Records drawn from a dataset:

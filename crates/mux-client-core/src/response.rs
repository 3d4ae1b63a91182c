//! Responses and streaming response bodies.

use std::fmt;

use bytes::{Bytes, BytesMut};
use mux_proto::Headers;
use tokio::task::JoinHandle;

use crate::error::{ClientError, Result};
use crate::event::{StreamEvent, StreamEvents};
use crate::transport::{StreamHandle, TransportError};

/// A response: headers plus a buffered or live body.
#[derive(Debug)]
pub struct Response {
    headers: Headers,
    body: ResponseBody,
}

/// How the response body was delivered.
pub enum ResponseBody {
    /// Every byte has already been received.
    Buffered(Bytes),
    /// The caller consumes the rest of the stream.
    Streaming(BodyStream),
}

impl fmt::Debug for ResponseBody {
    fn fmt(&self, f: &mut fmt::Formatter<'_>) -> fmt::Result {
        match self {
            ResponseBody::Buffered(bytes) => f.debug_tuple("Buffered").field(&bytes.len()).finish(),
            ResponseBody::Streaming(stream) => f.debug_tuple("Streaming").field(stream).finish(),
        }
    }
}

impl Response {
    pub(crate) fn buffered(headers: Headers, body: Bytes) -> Self {
        Self {
            headers,
            body: ResponseBody::Buffered(body),
        }
    }

    pub(crate) fn streaming(headers: Headers, body: BodyStream) -> Self {
        Self {
            headers,
            body: ResponseBody::Streaming(body),
        }
    }

    pub fn headers(&self) -> &Headers {
        &self.headers
    }

    /// Get the first header value matching `name` (case-insensitive).
    pub fn header(&self, name: &str) -> Option<&str> {
        self.headers.get(name)
    }

    /// The `:status` pseudo-header parsed as a number, if present.
    pub fn status(&self) -> Option<u16> {
        self.headers.get(":status").and_then(|s| s.parse().ok())
    }

    pub fn body(&self) -> &ResponseBody {
        &self.body
    }

    pub fn is_streaming(&self) -> bool {
        matches!(self.body, ResponseBody::Streaming(_))
    }

    pub fn into_parts(self) -> (Headers, ResponseBody) {
        (self.headers, self.body)
    }

    /// The live body, if this response was delivered in streaming mode.
    pub fn into_stream(self) -> Option<BodyStream> {
        match self.body {
            ResponseBody::Streaming(stream) => Some(stream),
            ResponseBody::Buffered(_) => None,
        }
    }

    /// The whole body, draining the stream first in streaming mode.
    pub async fn bytes(self) -> Result<Bytes> {
        match self.body {
            ResponseBody::Buffered(bytes) => Ok(bytes),
            ResponseBody::Streaming(mut stream) => stream.collect().await,
        }
    }

    /// The whole body as UTF-8 text.
    pub async fn text(self) -> Result<String> {
        let bytes = self.bytes().await?;
        String::from_utf8(bytes.to_vec())
            .map_err(|e| ClientError::Stream(TransportError::Protocol(e.to_string())))
    }
}

/// A response body still arriving on its stream.
///
/// Owns the transport stream: dropping the handle before the body ends
/// closes the stream. A request body still uploading when the response
/// started keeps going in a task owned by this handle.
pub struct BodyStream {
    stream: Box<dyn StreamHandle>,
    events: StreamEvents,
    upload: Option<JoinHandle<()>>,
    finished: bool,
}

impl fmt::Debug for BodyStream {
    fn fmt(&self, f: &mut fmt::Formatter<'_>) -> fmt::Result {
        f.debug_struct("BodyStream")
            .field("id", &self.stream.id())
            .field("finished", &self.finished)
            .field("uploading", &self.is_uploading())
            .finish()
    }
}

impl BodyStream {
    pub(crate) fn new(
        stream: Box<dyn StreamHandle>,
        events: StreamEvents,
        upload: Option<JoinHandle<()>>,
    ) -> Self {
        Self {
            stream,
            events,
            upload,
            finished: false,
        }
    }

    /// Yield the next body chunk, or `None` when the body is complete.
    pub async fn next_chunk(&mut self) -> Result<Option<Bytes>> {
        if self.finished {
            return Ok(None);
        }

        loop {
            match self.events.recv().await {
                Some(StreamEvent::Data(chunk)) => return Ok(Some(chunk)),
                Some(StreamEvent::Ended) => {
                    self.finished = true;
                    return Ok(None);
                }
                Some(StreamEvent::Errored(err)) => {
                    self.finished = true;
                    return Err(ClientError::Stream(err));
                }
                // Trailing header blocks are not surfaced.
                Some(StreamEvent::Response(_)) | Some(StreamEvent::Ready { .. }) => continue,
                None => {
                    self.finished = true;
                    return Err(ClientError::Stream(TransportError::StreamClosed));
                }
            }
        }
    }

    /// Drain the remaining body into one buffer.
    pub async fn collect(&mut self) -> Result<Bytes> {
        let mut body = BytesMut::new();
        while let Some(chunk) = self.next_chunk().await? {
            body.extend_from_slice(&chunk);
        }
        Ok(body.freeze())
    }

    /// Abort the stream; no more chunks will be delivered.
    pub fn close(&mut self) {
        self.finished = true;
        self.stop_upload();
        self.stream.close();
    }

    /// True while the request body is still being sent.
    pub fn is_uploading(&self) -> bool {
        self.upload.as_ref().is_some_and(|task| !task.is_finished())
    }

    fn stop_upload(&mut self) {
        if let Some(task) = self.upload.take() {
            task.abort();
        }
    }

    pub fn is_closed(&self) -> bool {
        self.stream.is_closed()
    }

    /// True once the end of the body (or an error) has been observed.
    pub fn is_finished(&self) -> bool {
        self.finished
    }

    pub fn stream_id(&self) -> Option<u64> {
        self.stream.id()
    }
}

impl Drop for BodyStream {
    fn drop(&mut self) {
        self.stop_upload();
        if !self.finished {
            self.stream.close();
        }
    }
}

» **WHAT YOU HAVE TO DO**
Show the lines of the records above that mention "request".

» **ANSWER SECTION**
/// closes the stream. A request body still uploading when the response
    /// True while the request body is still being sent.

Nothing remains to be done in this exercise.